Generational and technological challenges in entry-level jobs

With Generation Z entering the workforce and the nature of entry-level jobs changing, how can organizations redesign these jobs in a way that can both attract and engage Gen Z and ensure that these jobs continue to generate a pipeline of future talent?

Generation Z enters the workforce


DO you remember your first job out of college? For many of us, it marked the turning point from adolescence to adulthood. It was a time to experience firsthand how the business world actually worked while putting in the necessary time at the bottom of the corporate ladder to learn professional skills. The entry-level job was often considered a rite of passage for a long-lasting and stable career at an organization.
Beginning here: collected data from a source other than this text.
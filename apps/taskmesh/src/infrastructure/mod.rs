// Infrastructure layer module
// Contains database adapters for the run store
// Follows Hexagonal Architecture

pub mod repositories;
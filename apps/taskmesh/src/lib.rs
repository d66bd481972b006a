//! Taskmesh Library
//!
//! A manager/worker orchestration engine for LLM agents: the manager
//! decomposes a task, deals subtasks to concurrent workers and reviews
//! their progress through a shared mailbox until every worker is done.

pub mod agents;
pub mod config;
pub mod domain;
pub mod infrastructure;
pub mod llm;
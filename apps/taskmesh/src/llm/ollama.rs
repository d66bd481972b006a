use std::time::Duration;

use async_trait::async_trait;
use reqwest::Client;
use serde::{Deserialize, Serialize};
use tracing::debug;

use super::client::{ChatClient, ChatMessage, ChatReply};
use super::error::LlmError;
use super::reply::{normalize_reply, normalize_text};

/// Default Ollama API URL
pub const DEFAULT_BASE_URL: &str = "http://localhost:11434";

/// Connection settings for an Ollama server
#[derive(Debug, Clone)]
pub struct OllamaConfig {
    pub base_url: String,
    pub timeout: Duration,
}

impl Default for OllamaConfig {
    fn default() -> Self {
        Self {
            base_url: DEFAULT_BASE_URL.to_string(),
            timeout: Duration::from_secs(300),
        }
    }
}

#[derive(Debug, Serialize)]
struct OllamaChatRequest<'a> {
    model: &'a str,
    messages: &'a [ChatMessage],
    stream: bool,
}

#[derive(Debug, Deserialize)]
struct OllamaError {
    error: String,
}

/// [`ChatClient`] backed by Ollama's `/api/chat` endpoint
pub struct OllamaClient {
    client: Client,
    config: OllamaConfig,
}

impl OllamaClient {
    pub fn new(config: OllamaConfig) -> Result<Self, LlmError> {
        let client = Client::builder()
            .timeout(config.timeout)
            .build()
            .map_err(|e| LlmError::Network(e.to_string()))?;

        Ok(Self { client, config })
    }

    pub fn base_url(&self) -> &str {
        &self.config.base_url
    }
}

#[async_trait]
impl ChatClient for OllamaClient {
    async fn chat(&self, model: &str, messages: &[ChatMessage]) -> Result<ChatReply, LlmError> {
        let url = format!("{}/api/chat", self.config.base_url.trim_end_matches('/'));
        debug!(model, messages = messages.len(), "Sending chat request to Ollama");

        let response = self
            .client
            .post(&url)
            .json(&OllamaChatRequest {
                model,
                messages,
                stream: false,
            })
            .send()
            .await
            .map_err(|e| {
                if e.is_connect() {
                    LlmError::Network(format!(
                        "Failed to connect to Ollama at {}. Is Ollama running?",
                        self.config.base_url
                    ))
                } else {
                    LlmError::Network(e.to_string())
                }
            })?;

        let status = response.status();
        let body = response
            .text()
            .await
            .map_err(|e| LlmError::Network(e.to_string()))?;

        if !status.is_success() {
            let message = serde_json::from_str::<OllamaError>(&body)
                .map(|e| e.error)
                .unwrap_or(body);
            return Err(LlmError::Status {
                status: status.as_u16(),
                message,
            });
        }

        Ok(match serde_json::from_str(&body) {
            Ok(value) => normalize_reply(value),
            Err(_) => normalize_text(&body),
        })
    }
}
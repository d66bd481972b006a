// Agent system modules
//
// This module contains the manager/worker orchestration engine: task
// decomposition, concurrent workers and the manager's review loop.

pub mod decomposer;
pub mod errors;
pub mod events;
pub mod manager;
pub mod messages;
pub mod prompts;
pub mod review;
pub mod state;
pub mod types;
pub mod worker;

// Re-export main types
pub use decomposer::TaskDecomposer;
pub use errors::{AgentError, AgentResult};
pub use events::ReviewEvent;
pub use manager::ManagerAgent;
pub use messages::{Mailbox, Message, MessageKind, BROADCAST, MANAGER};
pub use review::Supervisor;
pub use state::{WorkerAssignment, WorkerPhase};
pub use types::{ApprovalPolicy, KeywordApproval, ReviewDecision, RunPlan, RunSummary, WorkerReport};
pub use worker::{WorkerAgent, WorkerSettings};
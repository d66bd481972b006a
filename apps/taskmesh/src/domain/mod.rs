// Domain layer module exports
// Run records and the persistence port; independent of any database

pub mod repositories;
pub mod run;
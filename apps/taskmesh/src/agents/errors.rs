use thiserror::Error;

use crate::llm::LlmError;

/// Errors that can occur in the agent system
#[derive(Debug, Error)]
pub enum AgentError {
    #[error("LLM API error: {0}")]
    LlmError(#[from] LlmError),

    #[error("Invalid worker count: {0} (must be at least 1)")]
    InvalidWorkerCount(usize),

    #[error("Invalid iteration budget: {0} (must be at least 1)")]
    InvalidIterationBudget(usize),

    #[error("Review failed: {0}")]
    ReviewFailed(String),

    #[error("Invalid state transition from {from} to {to}")]
    InvalidStateTransition { from: String, to: String },

    #[error("Run store error: {0}")]
    StoreError(String),

    #[error("Configuration error: {0}")]
    ConfigError(String),
}

pub type AgentResult<T> = Result<T, AgentError>;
However, times seem to have changed. In many cases, corporate ladders have shortened, career path options seem to have ballooned, entry into the workforce is frequently delayed, and entry-level workers often leave an organization after a couple of years on the job.1All of these changes compel us to take a closer look at whether our entry-level roles are designed to withstand the forces shaping the future of work.2

Across the entire US-based workforce, increasingly sophisticated value chains have caused the nature of work to shift away from relatively routine work environments to ones filled with growing diversity and complexity. In particular, there has been growth in highly cognitive non-routine work (including professional or managerial work).3 The economist, Robert Gordon, notes that from 1970 to 2009, highly cognitive non-routine work grew by 60 percent, while repetitive work declined by 12 percent.4

No group has likely been more affected by this change than entry-level workers—mostly composed of the next generation entering the workplace.